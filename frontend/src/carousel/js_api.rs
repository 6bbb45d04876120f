//! `new Carousel(id)` / `createCarousel(id, slides, options)` for plain
//! page scripts.

use log::warn;
use wasm_bindgen::prelude::*;

use super::dom::{self, CarouselHandle};
use super::factory::{CarouselOptions, SlideDescriptor};

/// JS numbers that are not whole, non-negative and in `usize` range can't be
/// slide indexes.
pub fn slide_index(raw: f64) -> Option<usize> {
    if raw.is_finite() && raw >= 0.0 && raw.fract() == 0.0 && raw <= usize::MAX as f64 {
        Some(raw as usize)
    } else {
        None
    }
}

#[wasm_bindgen(js_name = Carousel)]
pub struct JsCarousel {
    handle: CarouselHandle,
}

#[wasm_bindgen(js_class = Carousel)]
impl JsCarousel {
    #[wasm_bindgen(constructor)]
    pub fn new(carousel_id: &str) -> JsCarousel {
        JsCarousel { handle: dom::mount(carousel_id) }
    }

    #[wasm_bindgen(js_name = nextSlide)]
    pub fn next_slide(&self) {
        self.handle.next_slide();
    }

    #[wasm_bindgen(js_name = previousSlide)]
    pub fn previous_slide(&self) {
        self.handle.previous_slide();
    }

    #[wasm_bindgen(js_name = goToSlide)]
    pub fn go_to_slide(&self, index: f64) {
        if let Some(index) = slide_index(index) {
            self.handle.go_to_slide(index);
        }
    }

    #[wasm_bindgen(js_name = startAutoPlay)]
    pub fn start_auto_play(&self) {
        self.handle.start_auto_play();
    }

    #[wasm_bindgen(js_name = pauseAutoPlay)]
    pub fn pause_auto_play(&self) {
        self.handle.pause_auto_play();
    }

    #[wasm_bindgen(js_name = toggleAutoPlay)]
    pub fn toggle_auto_play(&self) {
        self.handle.toggle_auto_play();
    }

    #[wasm_bindgen(getter, js_name = currentIndex)]
    pub fn current_index(&self) -> usize {
        self.handle.current_index()
    }

    /// `"default"`, `"fade"` or `"progress"`; undefined for an inert carousel.
    #[wasm_bindgen(getter)]
    pub fn transition(&self) -> Option<String> {
        self.handle.transition_kind().map(|kind| kind.as_str().to_string())
    }

    pub fn destroy(&self) {
        self.handle.destroy();
    }
}

#[wasm_bindgen(js_name = createCarousel)]
pub fn create_carousel(container_id: &str, slides: JsValue, options: JsValue) -> Option<JsCarousel> {
    let slides: Vec<SlideDescriptor> = match serde_wasm_bindgen::from_value(slides) {
        Ok(slides) => slides,
        Err(e) => {
            warn!("createCarousel({}): bad slide list: {}", container_id, e);
            Vec::new()
        }
    };
    let options: CarouselOptions = if options.is_undefined() || options.is_null() {
        CarouselOptions::default()
    } else {
        serde_wasm_bindgen::from_value(options).unwrap_or_else(|e| {
            warn!("createCarousel({}): bad options, using defaults: {}", container_id, e);
            CarouselOptions::default()
        })
    };
    dom::create_carousel(container_id, &slides, options).map(|handle| JsCarousel { handle })
}

#[wasm_bindgen(js_name = mountAllCarousels)]
pub fn mount_all_carousels() -> usize {
    let handles = dom::mount_all();
    let count = handles.len();
    // Page-lifetime carousels: nothing will ever tear them down
    std::mem::forget(handles);
    count
}
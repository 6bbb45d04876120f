use yew::prelude::*;

use crate::config::WHATSAPP_NUMBER;
use crate::effects::use_scroll_effects;
use crate::whatsapp::WhatsAppLink;

#[function_component(Contact)]
pub fn contact() -> Html {
    use_scroll_effects();
    let whatsapp = use_context::<WhatsAppLink>().unwrap_or_default();

    let chat = Callback::from(move |_: MouseEvent| {
        whatsapp.open_chat(&whatsapp.contact_message());
    });

    html! {
        <div class="contact-page section">
            <h1>{"Contact"}</h1>
            <div class="info-card">
                <i class="fab fa-whatsapp"></i>
                <h3>{"WhatsApp"}</h3>
                <p>{WHATSAPP_NUMBER}</p>
                <button class="btn btn-primary" onclick={chat}>{"Chat with us"}</button>
            </div>
            <div class="info-card">
                <i class="fas fa-map-marker-alt"></i>
                <h3>{"Find us"}</h3>
                <p>{"Student Union Building, ground floor."}</p>
            </div>
        </div>
    }
}
use log::{info, warn};
use web_sys::window;

use crate::config::{SITE_NAME, WHATSAPP_NUMBER};

/// Builds `wa.me` deep links for one business number.
///
/// Stateless; pages get it from a Yew context rather than a global.
#[derive(Debug, Clone, PartialEq)]
pub struct WhatsAppLink {
    phone: String,
}

impl Default for WhatsAppLink {
    fn default() -> Self {
        Self::new(WHATSAPP_NUMBER)
    }
}

impl WhatsAppLink {
    pub fn new(phone: impl Into<String>) -> Self {
        Self { phone: phone.into() }
    }

    pub fn chat_url(&self, message: &str) -> String {
        format!("https://wa.me/{}?text={}", self.phone, urlencoding::encode(message))
    }

    /// Opens the chat in a new tab.
    pub fn open_chat(&self, message: &str) {
        let url = self.chat_url(message);
        info!("Opening WhatsApp chat");
        match window().map(|w| w.open_with_url_and_target(&url, "_blank")) {
            Some(Ok(_)) => {}
            _ => warn!("Could not open {}", url),
        }
    }

    pub fn ticket_message(&self, event_name: &str) -> String {
        format!(
            "Hi! I'm interested in buying a ticket for \"{}\". Please provide me with the payment details and ticket information.",
            event_name
        )
    }

    pub fn business_message(&self, business_name: &str) -> String {
        format!(
            "Hi! I found your business \"{}\" on {} and I'm interested in your services. Could you please provide more information?",
            business_name, SITE_NAME
        )
    }

    pub fn registration_message(&self) -> String {
        format!(
            "Hi! I would like to register and advertise my business on {}. Please provide me with the details about pricing and how to get started.",
            SITE_NAME
        )
    }

    pub fn contact_message(&self) -> String {
        format!("Hi! I have a question about {} and would like to get in touch.", SITE_NAME)
    }
}
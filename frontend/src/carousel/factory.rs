use serde::{Deserialize, Serialize};

use crate::config::CarouselConfig;
use super::transition::TransitionKind;

pub const CAROUSEL_CLASS: &str = "carousel";
pub const TRACK_CLASS: &str = "carousel-track";
pub const SLIDE_CLASS: &str = "carousel-slide";
pub const PREV_BUTTON_CLASS: &str = "carousel-btn prev";
pub const NEXT_BUTTON_CLASS: &str = "carousel-btn next";
pub const INDICATORS_CLASS: &str = "carousel-indicators";
pub const INDICATOR_CLASS: &str = "indicator";
pub const PROGRESS_CLASS: &str = "carousel-progress";
pub const PROGRESS_FILL_CLASS: &str = "carousel-progress-fill";
pub const ACTIVE_CLASS: &str = "active";

const DEFAULT_ICON: &str = "fas fa-image";

/// One slide as handed to [`create_carousel`](super::dom::create_carousel).
#[derive(Debug, Clone, PartialEq, Serialize, Deserialize)]
#[serde(rename_all = "camelCase")]
pub struct SlideDescriptor {
    pub title: String,
    pub description: String,
    #[serde(default)]
    pub icon: Option<String>,
    #[serde(default)]
    pub button_text: Option<String>,
    #[serde(default)]
    pub button_link: Option<String>,
}

impl SlideDescriptor {
    pub fn new(title: impl Into<String>, description: impl Into<String>) -> Self {
        Self {
            title: title.into(),
            description: description.into(),
            icon: None,
            button_text: None,
            button_link: None,
        }
    }

    pub fn with_icon(mut self, icon: impl Into<String>) -> Self {
        self.icon = Some(icon.into());
        self
    }

    pub fn with_button(mut self, text: impl Into<String>, link: impl Into<String>) -> Self {
        self.button_text = Some(text.into());
        self.button_link = Some(link.into());
        self
    }

    pub fn icon_class(&self) -> &str {
        match self.icon.as_deref() {
            Some(icon) if !icon.is_empty() => icon,
            _ => DEFAULT_ICON,
        }
    }

    /// Call-to-action text and target. No text means no button; a missing
    /// link points at `#`.
    pub fn button(&self) -> Option<(&str, &str)> {
        let text = self.button_text.as_deref().filter(|t| !t.is_empty())?;
        Some((text, self.button_link.as_deref().unwrap_or("#")))
    }
}

/// `{ type: "default" | "fade" | "progress", ...CarouselConfig }`
#[derive(Debug, Clone, Default, PartialEq, Deserialize)]
#[serde(default)]
pub struct CarouselOptions {
    #[serde(rename = "type")]
    pub kind: TransitionKind,
    #[serde(flatten)]
    pub config: CarouselConfig,
}

impl CarouselOptions {
    pub fn of_kind(kind: TransitionKind) -> Self {
        Self { kind, config: CarouselConfig::default() }
    }
}

/// Id given to the carousel element generated inside `container_id`.
pub fn carousel_id(container_id: &str) -> String {
    format!("{}-carousel", container_id)
}

/// Class list of the slide at `index`; the first one starts active.
pub fn slide_class(index: usize) -> String {
    if index == 0 {
        format!("{} {}", SLIDE_CLASS, ACTIVE_CLASS)
    } else {
        SLIDE_CLASS.to_string()
    }
}

#[cfg(test)]
mod tests {
    use super::*;

    #[test]
    fn slide_defaults() {
        let slide: SlideDescriptor =
            serde_json::from_str(r#"{"title": "Tech Fest", "description": "Two days of talks"}"#).unwrap();
        assert_eq!(slide.icon_class(), "fas fa-image");
        assert_eq!(slide.button(), None);
    }

    #[test]
    fn slide_button_without_link_points_at_anchor() {
        let slide: SlideDescriptor = serde_json::from_str(
            r#"{"title": "Buka", "description": "Lunch", "icon": "fas fa-utensils", "buttonText": "Order"}"#,
        )
        .unwrap();
        assert_eq!(slide.icon_class(), "fas fa-utensils");
        assert_eq!(slide.button(), Some(("Order", "#")));

        let linked = SlideDescriptor::new("Buka", "Lunch").with_button("Order", "/business");
        assert_eq!(linked.button(), Some(("Order", "/business")));
    }

    #[test]
    fn options_parse_type_and_config() {
        let options: CarouselOptions =
            serde_json::from_str(r#"{"type": "progress", "autoPlayDelayMs": 3000}"#).unwrap();
        assert_eq!(options.kind, TransitionKind::Progress);
        assert_eq!(options.config.auto_play_delay_ms, 3000);

        let options: CarouselOptions = serde_json::from_str("{}").unwrap();
        assert_eq!(options, CarouselOptions::default());
        assert_eq!(options.kind, TransitionKind::Instant);

        let options: CarouselOptions = serde_json::from_str(r#"{"type": "cube"}"#).unwrap();
        assert_eq!(options.kind, TransitionKind::Instant);
    }

    #[test]
    fn generated_ids_and_classes() {
        assert_eq!(carousel_id("events"), "events-carousel");
        assert_eq!(slide_class(0), "carousel-slide active");
        assert_eq!(slide_class(2), "carousel-slide");
    }
}
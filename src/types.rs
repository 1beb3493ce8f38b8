//! Core types for hotlist-dl

use chrono::{DateTime, Local};
use serde::{Deserialize, Serialize};
use std::path::PathBuf;

use crate::error::Error;

/// A trending-list source the proxy knows about
#[derive(Clone, Copy, Debug, PartialEq, Eq, Hash, Serialize, Deserialize)]
pub enum Platform {
    /// Xiaohongshu (小红书)
    #[serde(rename = "xhs")]
    Xhs,
    /// NetEase News (网易新闻)
    #[serde(rename = "ne-news")]
    NeNews,
    /// Zhihu (知乎)
    #[serde(rename = "zhihu")]
    Zhihu,
    /// Weibo (微博)
    #[serde(rename = "weibo")]
    Weibo,
    /// Douyin (抖音)
    #[serde(rename = "douyin")]
    Douyin,
    /// Bilibili (哔哩哔哩)
    #[serde(rename = "bilibili")]
    Bilibili,
    /// 36Kr (36氪)
    #[serde(rename = "36kr")]
    Kr36,
    /// Toutiao (今日头条)
    #[serde(rename = "toutiao")]
    Toutiao,
    /// IT Home (IT之家)
    #[serde(rename = "ithome")]
    Ithome,
}

impl Platform {
    /// Every supported platform, in CLI listing order
    pub const ALL: [Platform; 9] = [
        Platform::Xhs,
        Platform::NeNews,
        Platform::Zhihu,
        Platform::Weibo,
        Platform::Douyin,
        Platform::Bilibili,
        Platform::Kr36,
        Platform::Toutiao,
        Platform::Ithome,
    ];

    /// Short code used on the command line and in output
    pub fn code(&self) -> &'static str {
        match self {
            Platform::Xhs => "xhs",
            Platform::NeNews => "ne-news",
            Platform::Zhihu => "zhihu",
            Platform::Weibo => "weibo",
            Platform::Douyin => "douyin",
            Platform::Bilibili => "bilibili",
            Platform::Kr36 => "36kr",
            Platform::Toutiao => "toutiao",
            Platform::Ithome => "ithome",
        }
    }

    /// Tab parameter understood by the proxy; reported as `platform_name`
    pub fn tab(&self) -> &'static str {
        match self {
            Platform::Xhs => "xiaohongshu",
            other => other.code(),
        }
    }

    /// Human-readable name
    pub fn display_name(&self) -> &'static str {
        match self {
            Platform::Xhs => "小红书",
            Platform::NeNews => "网易新闻",
            Platform::Zhihu => "知乎",
            Platform::Weibo => "微博",
            Platform::Douyin => "抖音",
            Platform::Bilibili => "哔哩哔哩",
            Platform::Kr36 => "36氪",
            Platform::Toutiao => "今日头条",
            Platform::Ithome => "IT之家",
        }
    }

    /// All platform codes
    pub fn codes() -> impl Iterator<Item = &'static str> {
        Self::ALL.iter().map(Platform::code)
    }

    /// Look up a platform by its code
    pub fn from_code(code: &str) -> Option<Platform> {
        Self::ALL.into_iter().find(|p| p.code() == code)
    }
}

impl std::fmt::Display for Platform {
    fn fmt(&self, f: &mut std::fmt::Formatter<'_>) -> std::fmt::Result {
        f.write_str(self.code())
    }
}

impl std::str::FromStr for Platform {
    type Err = Error;

    fn from_str(s: &str) -> Result<Self, Self::Err> {
        Platform::from_code(s).ok_or_else(|| Error::UnsupportedPlatform(s.to_string()))
    }
}

/// Trend marker attached to an item by the source list
#[derive(Clone, Copy, Debug, Default, PartialEq, Eq, Serialize, Deserialize)]
#[serde(rename_all = "lowercase")]
pub enum Trend {
    /// No marker
    #[default]
    Normal,
    /// Currently popular (热)
    Hot,
    /// Newly surfaced (新)
    New,
}

/// One normalized entry of a trending list
#[derive(Clone, Debug, PartialEq, Eq, Serialize, Deserialize)]
pub struct RankedItem {
    /// Position in the list, starting at 1
    pub rank: u32,
    /// Cleaned title
    pub title: String,
    /// Link target
    pub url: String,
    /// Popularity magnitude, absent when the source value could not be read
    pub heat: Option<u64>,
    /// Trend marker
    pub trend: Trend,
}

/// Parsed trending list plus fetch metadata
#[derive(Clone, Debug, Serialize, Deserialize)]
pub struct FeedEnvelope {
    /// Platform code
    pub platform: String,
    /// Platform name as used by the proxy
    pub platform_name: String,
    /// When the list was aggregated
    pub fetch_time: DateTime<Local>,
    /// Number of items
    pub count: usize,
    /// Items in source order
    #[serde(rename = "data")]
    pub items: Vec<RankedItem>,
}

impl FeedEnvelope {
    /// Whether no items were extracted
    pub fn is_empty(&self) -> bool {
        self.items.is_empty()
    }
}

/// Outcome of fetching a single resource
#[must_use]
#[derive(Clone, Debug, PartialEq, Eq, Serialize, Deserialize)]
pub struct DownloadResult {
    /// Requested URL
    pub url: String,
    /// Whether the file was written
    pub success: bool,
    /// Reason of the last failure
    #[serde(skip_serializing_if = "Option::is_none")]
    pub error: Option<String>,
    /// Number of fetch attempts made
    pub attempts: u32,
    /// Written file, on success
    #[serde(skip_serializing_if = "Option::is_none")]
    pub path: Option<PathBuf>,
}

/// Aggregate outcome of a batch download
#[derive(Clone, Debug, Default, PartialEq, Eq, Serialize, Deserialize)]
pub struct BatchReport {
    /// Number of input URLs
    pub total: usize,
    /// Number of files written
    pub success: usize,
    /// Number of URLs that failed after all attempts
    pub failed: usize,
    /// Failed URLs in input order
    pub failed_urls: Vec<String>,
}

impl BatchReport {
    /// Fold per-URL results, given in input order, into a report
    pub fn from_results<'a>(results: impl IntoIterator<Item = &'a DownloadResult>) -> Self {
        let mut report = BatchReport::default();
        for result in results {
            report.total += 1;
            if result.success {
                report.success += 1;
            } else {
                report.failed += 1;
                report.failed_urls.push(result.url.clone());
            }
        }
        report
    }

    /// Whether every URL was downloaded
    pub fn all_succeeded(&self) -> bool {
        self.failed == 0
    }
}
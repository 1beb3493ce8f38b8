//! Batch downloading of resource URLs into a directory
//!
//! Every URL gets its own [`RetryingFetcher`] run; a failed URL is recorded in the
//! [`BatchReport`] and the batch moves on. Files are named from the 1-based input index, so
//! the output is deterministic no matter how many downloads run at once.

use crate::config::DownloadConfig;
use crate::error::{Error, Result};
use crate::fetch::{HttpFetcher, ResourceFetcher};
use crate::retry::RetryingFetcher;
use crate::types::{BatchReport, DownloadResult};
use crate::utils::{extension_from_url, render_index_template};
use futures::StreamExt;
use std::path::{Path, PathBuf};
use std::sync::Arc;
use std::time::Duration;
use tokio::sync::Mutex;
use tokio::time::Instant;

/// Downloads an ordered list of URLs into a directory
pub struct BatchDownloader {
    fetcher: RetryingFetcher,
    config: DownloadConfig,
}

/// One planned download
struct Job {
    index: usize,
    url: String,
    path: PathBuf,
}

impl BatchDownloader {
    /// Create a downloader on top of any fetcher
    pub fn new(fetcher: Arc<dyn ResourceFetcher>, config: DownloadConfig) -> Self {
        Self {
            fetcher: RetryingFetcher::from_config(fetcher, &config),
            config,
        }
    }

    /// Create a downloader that fetches over HTTP
    ///
    /// # Errors
    /// Returns error if the HTTP client cannot be created
    pub fn from_config(config: DownloadConfig) -> Result<Self> {
        let fetcher = HttpFetcher::new(&config.user_agent)?;
        Ok(Self::new(Arc::new(fetcher), config))
    }

    /// Download every URL and summarize the outcome
    ///
    /// `template` names each file from its 1-based index (see
    /// [`render_index_template`](crate::utils::render_index_template)); the extension is
    /// derived from the URL.
    ///
    /// # Errors
    /// Only an invalid template or an output directory that cannot be created is an error.
    /// Failed downloads are reported in the returned [`BatchReport`].
    pub async fn download_all(
        &self,
        urls: &[String],
        output_dir: &Path,
        template: &str,
    ) -> Result<BatchReport> {
        let results = self.download_each(urls, output_dir, template).await?;
        let report = BatchReport::from_results(&results);

        tracing::info!(
            total = report.total,
            success = report.success,
            failed = report.failed,
            dir = %output_dir.display(),
            "batch download finished"
        );
        Ok(report)
    }

    /// Download every URL and return the per-URL results in input order
    pub async fn download_each(
        &self,
        urls: &[String],
        output_dir: &Path,
        template: &str,
    ) -> Result<Vec<DownloadResult>> {
        let jobs = self.plan(urls, output_dir, template)?;

        tokio::fs::create_dir_all(output_dir)
            .await
            .map_err(|e| Error::File {
                operation: "create directory",
                path: output_dir.to_path_buf(),
                source: e,
            })?;

        let pacer = RequestPacer::new(self.config.delay_between_requests);
        let concurrency = self.config.concurrency.max(1);
        tracing::debug!(count = jobs.len(), concurrency, "starting batch download");

        let mut results: Vec<(usize, DownloadResult)> = futures::stream::iter(jobs)
            .map(|job| {
                let pacer = &pacer;
                async move {
                    pacer.wait_turn().await;
                    let result = self.fetcher.fetch_with_retry(&job.url, &job.path).await;
                    pacer.mark().await;
                    if !result.success {
                        tracing::warn!(
                            url = %job.url,
                            attempts = result.attempts,
                            error = result.error.as_deref().unwrap_or("unknown"),
                            "giving up on resource"
                        );
                    }
                    (job.index, result)
                }
            })
            .buffer_unordered(concurrency)
            .collect()
            .await;

        results.sort_by_key(|(index, _)| *index);
        Ok(results.into_iter().map(|(_, result)| result).collect())
    }

    fn plan(&self, urls: &[String], output_dir: &Path, template: &str) -> Result<Vec<Job>> {
        urls.iter()
            .enumerate()
            .map(|(index, url)| {
                let stem = render_index_template(template, index + 1)?;
                let extension = extension_from_url(
                    url,
                    &self.config.default_extension,
                    self.config.max_extension_len,
                );
                Ok(Job {
                    index,
                    url: url.clone(),
                    path: output_dir.join(format!("{}.{}", stem, extension)),
                })
            })
            .collect()
    }
}

/// Keeps consecutive requests at least `spacing` apart
///
/// A request may not start until `spacing` has passed since the last request started or
/// finished. The first request starts immediately.
struct RequestPacer {
    spacing: Duration,
    last: Mutex<Option<Instant>>,
}

impl RequestPacer {
    fn new(spacing: Duration) -> Self {
        Self {
            spacing,
            last: Mutex::new(None),
        }
    }

    async fn wait_turn(&self) {
        let mut last = self.last.lock().await;
        if let Some(previous) = *last {
            tokio::time::sleep_until(previous + self.spacing).await;
        }
        *last = Some(Instant::now());
    }

    async fn mark(&self) {
        *self.last.lock().await = Some(Instant::now());
    }
}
━━━━━━
Work to be completed
Please reproduce the lines from the line with "after all attempts" to the line with "run at once.", both ends included, exactly as they appear above.

Exercise output
    /// Number of URLs that failed after all attempts
    pub failed: usize,
    /// Failed URLs in input order
    pub failed_urls: Vec<String>,
}

impl BatchReport {
    /// Fold per-URL results, given in input order, into a report
    pub fn from_results<'a>(results: impl IntoIterator<Item = &'a DownloadResult>) -> Self {
        let mut report = BatchReport::default();
        for result in results {
            report.total += 1;
            if result.success {
                report.success += 1;
            } else {
                report.failed += 1;
                report.failed_urls.push(result.url.clone());
            }
        }
        report
    }

    /// Whether every URL was downloaded
    pub fn all_succeeded(&self) -> bool {
        self.failed == 0
    }
}
repository 1beb3493ce8f38b8
//! Batch downloading of resource URLs into a directory
//!
//! Every URL gets its own [`RetryingFetcher`] run; a failed URL is recorded in the
//! [`BatchReport`] and the batch moves on. Files are named from the 1-based input index, so
//! the output is deterministic no matter how many downloads run at once.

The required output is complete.